FIELD OF THE INVENTION

The invention generally relates to the field of monitoring one or more properties of an asset and performing a data collection operation pertaining to the one or more properties of the asset using a plurality of mobile sensor nodes in a wireless sensor network. More specifically, the invention relates to a method and system for optimizing management of the data collection operation of the plurality of mobile sensor nodes performing the data collection operation.

BACKGROUND OF THE INVENTION

Water pipelines are generally subjected to anomalies such as leakage, bursts and corrosion that can have severe consequences for the environment and the economy. Therefore, in order to ensure the reliability of water pipelines, they must be monitored effectively. Wireless Sensor Networks (WSNs) have emerged as an effective technology for monitoring critical infrastructure such as water, oil and gas pipelines. These WSNs typically employ different type of sensors, such as temperature sensor, pressure sensor, acoustic sensor, flow sensor, and pH sensor for water pipeline monitoring. These sensors generate appropriate electrical signals based on the sensed phenomena. Generally, monitored parameters include temperature, humidity, flow and pressure. Therefore, selecting an appropriate sensor or sensing technique depends on many aspects such as the pipeline material and environment.

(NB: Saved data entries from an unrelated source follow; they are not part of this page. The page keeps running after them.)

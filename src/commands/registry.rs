use super::{
    ChangePasswordHandler, CommandHandler, DeleteAddressHandler, InsertBannerHandler,
    InsertTagHandler, RecordJustificationHandler, RegisterAccountHandler,
};
use crate::config::BusinessConfig;
use crate::models::CommandKind;
use std::collections::HashMap;
use std::sync::Arc;
use tracing::debug;

/// Lookup from command kind to the handler that executes it
#[derive(Clone, Default)]
pub struct HandlerRegistry {
    handlers: HashMap<CommandKind, Arc<dyn CommandHandler>>,
}

impl std::fmt::Debug for HandlerRegistry {
    fn fmt(&self, f: &mut std::fmt::Formatter<'_>) -> std::fmt::Result {
        f.debug_struct("HandlerRegistry")
            .field("kinds", &self.kinds())
            .finish()
    }
}

impl HandlerRegistry {
    pub fn new() -> Self {
        Self::default()
    }

    /// Registry with a handler for every built-in command kind
    pub fn with_defaults(business: &BusinessConfig) -> Self {
        let mut registry = Self::new();
        registry.register(Arc::new(RegisterAccountHandler::new(business.clone())));
        registry.register(Arc::new(InsertBannerHandler::new(business.clone())));
        registry.register(Arc::new(InsertTagHandler));
        registry.register(Arc::new(ChangePasswordHandler::new(business.clone())));
        registry.register(Arc::new(DeleteAddressHandler));
        registry.register(Arc::new(RecordJustificationHandler));
        registry
    }

    /// Register `handler` for its kind, returning the handler it replaced
    pub fn register(&mut self, handler: Arc<dyn CommandHandler>) -> Option<Arc<dyn CommandHandler>> {
        let kind = handler.kind();
        debug!(kind = %kind, "Command handler registered");
        self.handlers.insert(kind, handler)
    }

    pub fn get(&self, kind: CommandKind) -> Option<Arc<dyn CommandHandler>> {
        self.handlers.get(&kind).cloned()
    }

    pub fn kinds(&self) -> Vec<CommandKind> {
        let mut kinds: Vec<_> = self.handlers.keys().copied().collect();
        kinds.sort_by_key(|kind| kind.to_string());
        kinds
    }
}

#[cfg(test)]
mod tests {
    use super::*;

    #[test]
    fn test_defaults_cover_every_kind() {
        let registry = HandlerRegistry::with_defaults(&BusinessConfig::default());
        for kind in CommandKind::ALL {
            assert_eq!(registry.get(kind).map(|h| h.kind()), Some(kind));
        }
        assert_eq!(registry.kinds().len(), CommandKind::ALL.len());
    }

    #[test]
    fn test_register_replaces_existing() {
        let mut registry = HandlerRegistry::new();
        assert!(registry.register(Arc::new(InsertTagHandler)).is_none());
        assert!(registry.register(Arc::new(InsertTagHandler)).is_some());
        assert!(registry.get(CommandKind::DeleteAddress).is_none());
    }
}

In the prior art, the WSNs generally employ a single mobile WSN node that performs the entire monitoring operation of a pipeline. A typical WSN node consists of a sensing subsystem, a processing subsystem, a communication subsystem and a power supply subsystem. The processing subsystem mainly includes a microcontroller and memory processes for storing the sensor data. The WSN node is allowed to move with the water current from the pipeline source down to the pipeline sink where the node is collected and its memory content is copied to a computer. The RF transceiver of the WSN node, which is an important part of communication subsystem receives commands from a central computer and transmits data collected by the static components of the WSN node to the central computer. Moreover, the power for the mobile WSN node is derived from a battery or an energy harvesting (scavenging) device.

Within the pipeline, the mobile WSN node locates measures and logs many events pertaining to the monitoring operation during its long trip within the pipeline. Consequently, the mobile WSN node must be equipped with a large memory size for accommodating the collected information and a long battery life to keep the mobile WSN node alive during its trip through the pipeline.

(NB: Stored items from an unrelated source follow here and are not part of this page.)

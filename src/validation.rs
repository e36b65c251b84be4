//! Input validation for command payloads
//!
//! Structural limits applied to every payload before a handler sees it, plus
//! typed field accessors that turn missing or malformed fields into
//! [`PipelineError::InvalidInput`].

use crate::error::{PipelineError, PipelineResult};
use serde_json::{Map, Value};

/// Maximum nesting depth for JSON objects/arrays
const MAX_JSON_DEPTH: usize = 10;

/// Maximum number of keys in a JSON object
const MAX_JSON_KEYS: usize = 1000;

/// Maximum string length for JSON string values
const MAX_JSON_STRING_LENGTH: usize = 10000;

/// Validates a payload for depth and size constraints.
///
/// Array length is not limited here; binary fields such as image data are
/// bounded by the handler that owns them.
pub fn validate_payload(payload: &Map<String, Value>) -> PipelineResult<()> {
    if payload.len() > MAX_JSON_KEYS {
        return Err(PipelineError::invalid_input(format!(
            "Too many payload fields: {} (max: {MAX_JSON_KEYS})",
            payload.len()
        )));
    }
    for (key, value) in payload {
        validate_key(key)?;
        validate_json_depth(value, 1)?;
    }
    Ok(())
}

fn validate_key(key: &str) -> PipelineResult<()> {
    if key.len() > MAX_JSON_STRING_LENGTH {
        return Err(PipelineError::invalid_input(format!(
            "Field name too long: {} chars (max: {MAX_JSON_STRING_LENGTH})",
            key.len()
        )));
    }
    Ok(())
}

/// Validates JSON depth recursively
fn validate_json_depth(value: &Value, current_depth: usize) -> PipelineResult<()> {
    if current_depth > MAX_JSON_DEPTH {
        return Err(PipelineError::invalid_input(format!(
            "Payload nesting too deep: {current_depth} (max: {MAX_JSON_DEPTH})"
        )));
    }

    match value {
        Value::Object(map) => {
            if map.len() > MAX_JSON_KEYS {
                return Err(PipelineError::invalid_input(format!(
                    "Too many JSON keys: {} (max: {MAX_JSON_KEYS})",
                    map.len()
                )));
            }
            for (key, val) in map {
                validate_key(key)?;
                validate_json_depth(val, current_depth + 1)?;
            }
        }
        Value::Array(items) => {
            for item in items {
                validate_json_depth(item, current_depth + 1)?;
            }
        }
        Value::String(s) => {
            if s.len() > MAX_JSON_STRING_LENGTH {
                return Err(PipelineError::invalid_input(format!(
                    "Text too long: {} chars (max: {MAX_JSON_STRING_LENGTH})",
                    s.len()
                )));
            }
        }
        _ => {}
    }

    Ok(())
}

/// Non-blank string field, trimmed
pub fn required_str<'a>(payload: &'a Map<String, Value>, field: &str) -> PipelineResult<&'a str> {
    match payload.get(field) {
        Some(Value::String(s)) if !s.trim().is_empty() => Ok(s.trim()),
        Some(Value::String(_)) | None | Some(Value::Null) => {
            Err(PipelineError::invalid_input(format!("{field} is required")))
        }
        Some(_) => Err(PipelineError::invalid_input(format!("{field} must be text"))),
    }
}

/// String field kept verbatim, for secrets where whitespace is significant
pub fn required_secret<'a>(payload: &'a Map<String, Value>, field: &str) -> PipelineResult<&'a str> {
    match payload.get(field) {
        Some(Value::String(s)) if !s.is_empty() => Ok(s.as_str()),
        Some(Value::String(_)) | None | Some(Value::Null) => {
            Err(PipelineError::invalid_input(format!("{field} is required")))
        }
        Some(_) => Err(PipelineError::invalid_input(format!("{field} must be text"))),
    }
}

pub fn optional_str<'a>(payload: &'a Map<String, Value>, field: &str) -> PipelineResult<Option<&'a str>> {
    match payload.get(field) {
        None | Some(Value::Null) => Ok(None),
        Some(Value::String(s)) => Ok(Some(s.trim())),
        Some(_) => Err(PipelineError::invalid_input(format!("{field} must be text"))),
    }
}

/// Byte array field encoded as a JSON array of integers in 0..=255.
///
/// A missing field yields an empty vector so callers can report emptiness in
/// their own terms.
pub fn bytes_field(payload: &Map<String, Value>, field: &str) -> PipelineResult<Vec<u8>> {
    let items = match payload.get(field) {
        None | Some(Value::Null) => return Ok(Vec::new()),
        Some(Value::Array(items)) => items,
        Some(_) => {
            return Err(PipelineError::invalid_input(format!(
                "{field} must be an array of bytes"
            )))
        }
    };

    items
        .iter()
        .map(|item| {
            item.as_u64()
                .and_then(|n| u8::try_from(n).ok())
                .ok_or_else(|| {
                    PipelineError::invalid_input(format!("{field} must be an array of bytes"))
                })
        })
        .collect()
}

/// Character-count bounds, inclusive
pub fn validate_length(field: &str, value: &str, min: usize, max: usize) -> PipelineResult<()> {
    let len = value.chars().count();
    if len < min || len > max {
        return Err(PipelineError::invalid_input(format!(
            "{field} must be between {min} and {max} characters"
        )));
    }
    Ok(())
}

pub fn validate_email(value: &str) -> PipelineResult<()> {
    let valid = match value.split_once('@') {
        Some((local, domain)) => {
            !local.is_empty()
                && !domain.starts_with('.')
                && !domain.ends_with('.')
                && domain.contains('.')
                && !value.chars().any(char::is_whitespace)
                && !domain.contains('@')
        }
        None => false,
    };
    if valid {
        Ok(())
    } else {
        Err(PipelineError::invalid_input("Invalid email address"))
    }
}
//! # Idempotency
//!
//! Deduplicates submissions by caller-supplied key. Each key owns exactly one
//! [`IdempotencyRecord`]; duplicates either wait out an in-flight submission
//! (rejected as duplicates) or replay its cached [`CommandResult`](crate::models::CommandResult).

pub mod guard;
pub mod record;

pub use guard::{GuardError, IdempotencyGuard};
pub use record::{GuardDecision, IdempotencyRecord, IdempotencyStatus};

Moreover, the mobile WSN node must be highly reliable guaranteeing completion of the monitoring operation throughout the entire pipeline distance. In order to achieve this, the mobile WSN node is deployed with a huge physical size at a high cost. The huge size of the mobile WSN node causes the node to get trapped inside the pipeline, thus, blocking the fluid current.

Therefore, in light of the above, there is a need for an improved method and system for monitoring a long-distance pipeline using a plurality of mobile sensor nodes in WSNs.

DETAILED DESCRIPTION OF THE INVENTION

Before describing in detail embodiments that are in accordance with the invention, it should be observed that the embodiments reside primarily in combinations of method steps and system components related to monitoring of one or more properties of an asset such as a long-distance pipeline using a plurality of mobile sensor nodes.

Various embodiments of the invention provide a method and system for monitoring one or more properties of an asset such as a long-distance pipeline using a plurality of mobile sensor nodes. The method includes enabling a first mobile sensor node of the plurality of mobile sensor nodes to perform a data collection operation pertaining to the one or more properties of the asset, wherein a mobile sensor node performing the data collection operation is in an active mode and remaining mobile sensor nodes of the plurality of mobile sensor nodes are in an inactive mode. The energy status of the first mobile sensor node performing the data collection operation is then monitored. Thereafter, the first mobile sensor node performs a handover of the data collection operation to a second mobile sensor node based on the energy status of the first mobile sensor node. Finally, the data pertaining to the one or more properties of the asset is collected from the plurality of mobile sensor nodes.

FIG. 1illustrates a system100for monitoring one or more properties of an asset such as a long-distance pipeline102in accordance with an embodiment of the invention. The one or more properties of pipeline102can be, but not limited to, a leakage of pipeline102, a burst of pipeline102and a corrosion of pipeline102.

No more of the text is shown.